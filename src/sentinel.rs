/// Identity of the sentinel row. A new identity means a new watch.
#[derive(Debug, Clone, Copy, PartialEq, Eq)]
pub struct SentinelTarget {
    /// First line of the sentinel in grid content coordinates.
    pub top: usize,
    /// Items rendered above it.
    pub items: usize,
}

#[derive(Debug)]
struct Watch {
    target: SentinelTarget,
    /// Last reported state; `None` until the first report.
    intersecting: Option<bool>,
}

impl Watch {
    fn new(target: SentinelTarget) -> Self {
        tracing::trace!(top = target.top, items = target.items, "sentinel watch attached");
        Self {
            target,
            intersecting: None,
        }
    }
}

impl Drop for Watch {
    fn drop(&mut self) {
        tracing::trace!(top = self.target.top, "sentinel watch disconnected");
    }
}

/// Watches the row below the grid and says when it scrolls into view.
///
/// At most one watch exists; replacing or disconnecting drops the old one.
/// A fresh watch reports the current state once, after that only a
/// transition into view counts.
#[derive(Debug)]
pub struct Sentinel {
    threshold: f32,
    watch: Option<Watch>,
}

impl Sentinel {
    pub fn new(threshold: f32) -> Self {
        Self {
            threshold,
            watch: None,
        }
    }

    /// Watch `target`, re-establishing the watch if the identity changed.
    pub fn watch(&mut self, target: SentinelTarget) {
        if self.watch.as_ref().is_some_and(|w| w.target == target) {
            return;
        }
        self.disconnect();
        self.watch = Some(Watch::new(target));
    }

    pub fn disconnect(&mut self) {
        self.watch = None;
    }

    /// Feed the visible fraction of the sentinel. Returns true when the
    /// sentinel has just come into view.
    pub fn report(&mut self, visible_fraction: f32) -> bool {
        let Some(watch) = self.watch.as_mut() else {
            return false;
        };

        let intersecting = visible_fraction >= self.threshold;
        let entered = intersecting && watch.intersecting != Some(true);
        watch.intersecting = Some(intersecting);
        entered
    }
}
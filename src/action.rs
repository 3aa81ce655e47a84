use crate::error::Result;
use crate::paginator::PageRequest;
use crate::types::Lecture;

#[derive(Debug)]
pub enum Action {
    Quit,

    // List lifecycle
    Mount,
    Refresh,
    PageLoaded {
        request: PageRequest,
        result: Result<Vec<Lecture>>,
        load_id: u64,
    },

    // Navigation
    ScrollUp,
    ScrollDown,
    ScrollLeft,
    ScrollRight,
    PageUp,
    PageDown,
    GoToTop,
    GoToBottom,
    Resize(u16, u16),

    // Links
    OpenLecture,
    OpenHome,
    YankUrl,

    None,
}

---

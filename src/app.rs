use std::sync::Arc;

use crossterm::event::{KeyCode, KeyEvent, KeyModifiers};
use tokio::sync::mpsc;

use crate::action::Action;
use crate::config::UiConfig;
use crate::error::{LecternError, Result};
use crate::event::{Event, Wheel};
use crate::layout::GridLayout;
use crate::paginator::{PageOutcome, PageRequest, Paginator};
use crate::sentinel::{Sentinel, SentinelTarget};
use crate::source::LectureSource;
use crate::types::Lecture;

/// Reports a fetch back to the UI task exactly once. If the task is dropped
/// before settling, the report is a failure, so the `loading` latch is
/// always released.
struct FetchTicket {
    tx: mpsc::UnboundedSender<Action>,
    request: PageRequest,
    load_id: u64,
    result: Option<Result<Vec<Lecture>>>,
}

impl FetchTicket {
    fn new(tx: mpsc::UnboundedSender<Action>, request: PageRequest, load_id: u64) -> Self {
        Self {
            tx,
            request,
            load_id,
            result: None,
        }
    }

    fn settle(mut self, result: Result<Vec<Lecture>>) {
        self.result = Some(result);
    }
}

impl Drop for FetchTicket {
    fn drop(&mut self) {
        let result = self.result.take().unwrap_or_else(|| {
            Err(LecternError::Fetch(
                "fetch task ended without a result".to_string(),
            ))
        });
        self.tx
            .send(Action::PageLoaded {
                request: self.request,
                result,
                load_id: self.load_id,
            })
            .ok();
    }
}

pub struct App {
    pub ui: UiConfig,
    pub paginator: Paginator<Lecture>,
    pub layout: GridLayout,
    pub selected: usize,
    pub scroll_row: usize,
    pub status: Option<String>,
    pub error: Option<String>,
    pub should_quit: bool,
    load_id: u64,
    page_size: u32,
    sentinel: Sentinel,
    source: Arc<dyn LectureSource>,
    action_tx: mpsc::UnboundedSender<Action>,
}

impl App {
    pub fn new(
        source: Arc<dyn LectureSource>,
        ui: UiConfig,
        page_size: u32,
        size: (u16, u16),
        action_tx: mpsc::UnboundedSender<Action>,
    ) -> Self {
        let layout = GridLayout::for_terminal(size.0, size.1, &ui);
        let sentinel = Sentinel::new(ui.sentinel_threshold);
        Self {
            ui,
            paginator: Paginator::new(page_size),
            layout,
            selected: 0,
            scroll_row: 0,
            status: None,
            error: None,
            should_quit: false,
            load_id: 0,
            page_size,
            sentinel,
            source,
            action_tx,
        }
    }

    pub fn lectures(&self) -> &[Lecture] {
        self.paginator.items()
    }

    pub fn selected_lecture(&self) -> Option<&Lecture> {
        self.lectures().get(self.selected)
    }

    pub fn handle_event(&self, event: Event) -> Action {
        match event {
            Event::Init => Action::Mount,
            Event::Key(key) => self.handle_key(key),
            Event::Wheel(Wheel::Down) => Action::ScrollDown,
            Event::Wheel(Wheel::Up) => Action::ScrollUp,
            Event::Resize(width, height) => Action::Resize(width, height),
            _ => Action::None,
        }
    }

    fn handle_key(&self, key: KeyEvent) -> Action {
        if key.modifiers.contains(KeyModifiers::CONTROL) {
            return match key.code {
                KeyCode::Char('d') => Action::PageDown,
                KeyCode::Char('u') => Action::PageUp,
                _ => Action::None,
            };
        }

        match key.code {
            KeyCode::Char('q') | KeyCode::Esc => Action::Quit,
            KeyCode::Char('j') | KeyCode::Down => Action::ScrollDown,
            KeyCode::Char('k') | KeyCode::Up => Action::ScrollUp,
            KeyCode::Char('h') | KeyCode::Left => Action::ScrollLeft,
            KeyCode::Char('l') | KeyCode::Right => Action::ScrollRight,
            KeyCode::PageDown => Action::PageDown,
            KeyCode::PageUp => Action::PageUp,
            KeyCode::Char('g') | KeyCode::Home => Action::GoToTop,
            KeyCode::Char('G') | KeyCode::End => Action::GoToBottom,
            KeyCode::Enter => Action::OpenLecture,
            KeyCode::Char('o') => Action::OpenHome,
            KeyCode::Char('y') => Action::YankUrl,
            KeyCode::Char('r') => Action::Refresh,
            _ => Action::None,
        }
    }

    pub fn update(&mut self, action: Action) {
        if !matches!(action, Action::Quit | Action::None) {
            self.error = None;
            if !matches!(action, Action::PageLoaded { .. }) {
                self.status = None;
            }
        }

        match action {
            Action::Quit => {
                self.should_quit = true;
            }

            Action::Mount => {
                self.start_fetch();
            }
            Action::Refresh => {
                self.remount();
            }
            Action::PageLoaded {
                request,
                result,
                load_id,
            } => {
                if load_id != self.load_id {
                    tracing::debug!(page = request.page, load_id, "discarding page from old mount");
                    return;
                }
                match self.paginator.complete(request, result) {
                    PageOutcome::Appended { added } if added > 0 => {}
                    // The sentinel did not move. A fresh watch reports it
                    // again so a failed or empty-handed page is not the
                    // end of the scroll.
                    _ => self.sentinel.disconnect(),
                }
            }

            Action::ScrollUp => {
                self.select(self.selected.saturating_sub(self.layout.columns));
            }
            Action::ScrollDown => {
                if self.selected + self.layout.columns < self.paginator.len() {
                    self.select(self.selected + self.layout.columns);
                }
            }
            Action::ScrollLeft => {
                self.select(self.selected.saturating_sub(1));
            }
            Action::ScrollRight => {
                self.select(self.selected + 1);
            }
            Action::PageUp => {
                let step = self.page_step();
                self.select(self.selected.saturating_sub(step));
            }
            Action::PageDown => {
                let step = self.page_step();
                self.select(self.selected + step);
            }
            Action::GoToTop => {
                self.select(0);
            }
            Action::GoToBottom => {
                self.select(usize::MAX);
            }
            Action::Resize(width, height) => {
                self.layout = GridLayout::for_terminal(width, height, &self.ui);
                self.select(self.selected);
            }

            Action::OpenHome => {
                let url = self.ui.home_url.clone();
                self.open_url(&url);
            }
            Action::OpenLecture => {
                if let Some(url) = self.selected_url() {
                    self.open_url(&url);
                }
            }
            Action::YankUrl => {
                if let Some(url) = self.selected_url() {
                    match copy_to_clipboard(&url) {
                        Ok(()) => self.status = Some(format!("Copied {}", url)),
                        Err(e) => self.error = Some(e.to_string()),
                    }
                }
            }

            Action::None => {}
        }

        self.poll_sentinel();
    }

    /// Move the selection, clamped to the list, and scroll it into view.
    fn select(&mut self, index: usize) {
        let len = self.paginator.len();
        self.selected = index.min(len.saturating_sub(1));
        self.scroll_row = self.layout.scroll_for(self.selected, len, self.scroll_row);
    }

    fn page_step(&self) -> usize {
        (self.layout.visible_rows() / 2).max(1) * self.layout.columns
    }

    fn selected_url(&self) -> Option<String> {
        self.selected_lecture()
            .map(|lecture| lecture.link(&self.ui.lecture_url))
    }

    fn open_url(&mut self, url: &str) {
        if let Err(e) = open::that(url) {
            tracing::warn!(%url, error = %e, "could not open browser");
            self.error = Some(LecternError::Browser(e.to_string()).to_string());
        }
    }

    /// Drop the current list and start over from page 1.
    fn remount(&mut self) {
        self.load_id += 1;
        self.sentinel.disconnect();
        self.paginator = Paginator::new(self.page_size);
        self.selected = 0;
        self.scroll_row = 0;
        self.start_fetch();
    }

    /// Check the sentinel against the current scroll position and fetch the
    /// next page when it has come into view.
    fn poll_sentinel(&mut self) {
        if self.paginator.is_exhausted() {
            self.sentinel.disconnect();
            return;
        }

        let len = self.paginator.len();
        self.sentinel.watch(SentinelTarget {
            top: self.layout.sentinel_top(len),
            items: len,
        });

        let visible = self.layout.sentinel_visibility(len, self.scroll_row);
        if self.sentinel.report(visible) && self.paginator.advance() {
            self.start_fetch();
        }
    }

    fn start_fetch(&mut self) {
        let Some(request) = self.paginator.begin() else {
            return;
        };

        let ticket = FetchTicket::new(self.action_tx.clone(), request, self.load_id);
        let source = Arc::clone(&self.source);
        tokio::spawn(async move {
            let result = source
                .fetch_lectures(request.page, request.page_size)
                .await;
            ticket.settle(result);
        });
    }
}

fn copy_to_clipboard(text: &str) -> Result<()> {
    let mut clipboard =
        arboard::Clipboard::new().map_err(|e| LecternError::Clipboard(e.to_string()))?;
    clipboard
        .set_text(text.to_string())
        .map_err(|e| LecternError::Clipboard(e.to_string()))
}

---

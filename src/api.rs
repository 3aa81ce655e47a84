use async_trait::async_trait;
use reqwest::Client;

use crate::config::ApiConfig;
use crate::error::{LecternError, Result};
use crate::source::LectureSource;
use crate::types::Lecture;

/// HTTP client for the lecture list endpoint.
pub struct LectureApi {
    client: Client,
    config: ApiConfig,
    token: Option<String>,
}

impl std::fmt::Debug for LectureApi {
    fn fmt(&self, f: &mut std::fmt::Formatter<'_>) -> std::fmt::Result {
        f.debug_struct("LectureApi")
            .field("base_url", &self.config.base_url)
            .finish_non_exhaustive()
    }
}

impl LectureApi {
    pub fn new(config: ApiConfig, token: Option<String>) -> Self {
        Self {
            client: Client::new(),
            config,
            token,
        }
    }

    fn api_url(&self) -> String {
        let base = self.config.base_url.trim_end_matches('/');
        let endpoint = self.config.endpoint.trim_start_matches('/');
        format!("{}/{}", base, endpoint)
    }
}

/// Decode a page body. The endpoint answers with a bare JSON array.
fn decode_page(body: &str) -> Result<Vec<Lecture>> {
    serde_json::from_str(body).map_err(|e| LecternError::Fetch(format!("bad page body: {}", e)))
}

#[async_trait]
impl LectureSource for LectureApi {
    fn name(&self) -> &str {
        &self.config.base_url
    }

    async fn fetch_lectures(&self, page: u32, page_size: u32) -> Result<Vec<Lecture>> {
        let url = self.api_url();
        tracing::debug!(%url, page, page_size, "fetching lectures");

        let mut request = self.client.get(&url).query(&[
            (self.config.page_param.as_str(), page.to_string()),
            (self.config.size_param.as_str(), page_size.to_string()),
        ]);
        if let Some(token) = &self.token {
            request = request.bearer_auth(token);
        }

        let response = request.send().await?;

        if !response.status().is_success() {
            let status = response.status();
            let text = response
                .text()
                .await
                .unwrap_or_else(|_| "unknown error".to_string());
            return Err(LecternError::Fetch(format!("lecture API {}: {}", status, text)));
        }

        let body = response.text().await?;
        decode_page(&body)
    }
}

---

**Exercise:**
Each line above that contains "filename" counts once; report the total of such lines and nothing more.

**Exercise result:**
4